Last Updated 12 September 2019, 20:53 IST

With fewer number of girls studying physical sciences, mathematics and engineering courses, the Union Science Ministry is set to launch a programme to encourage and mentor 50,000 girl students from all over the country to pursue an academic career in such subjects in top colleges.

To be named Vigyan Jyoti, the Department of Science and Technology programme would be spread to every district where meritorious girl students in Classes 9-12 and willing to join the programme voluntarily, would be offered a supporting hand.

“If you take out medicine and bio-sciences, the presence of women is less than 10% in other disciplines of science. The situation remains the same from my days in the IIT as a student,” Ashutosh Sharma, DST secretary and a professor at Indian Institute of Technology, Kanpur, said here at an interaction with the media.
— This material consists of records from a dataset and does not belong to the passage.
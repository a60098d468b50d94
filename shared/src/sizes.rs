/// Bytes per disk sector. Every on-disk structure is laid out in units of this.
pub const SECTOR_SIZE: usize = 128;
/// Sectors on the simulated disk.
pub const NUM_SECTORS: usize = 1024;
The proposed scheme seeks to address the gender gap and offers a helping hand to girls willing to study science, technology, engineering and mathematics (STEM) subjects.

“Participation would be voluntary. Those who are not going to the coaching classes can join. It will be for those who have the desire but no opportunity. The aim is to provide a level playing field to the girls,” Sharma said.

The girls will be taught on the romances of science by some of the best teachers in the district as well as by scientists from IITs and Indian Institute of Science, Education and Research. They will be exposed to facilities at science institutes and even provided with a small grant to take care of their travel expense.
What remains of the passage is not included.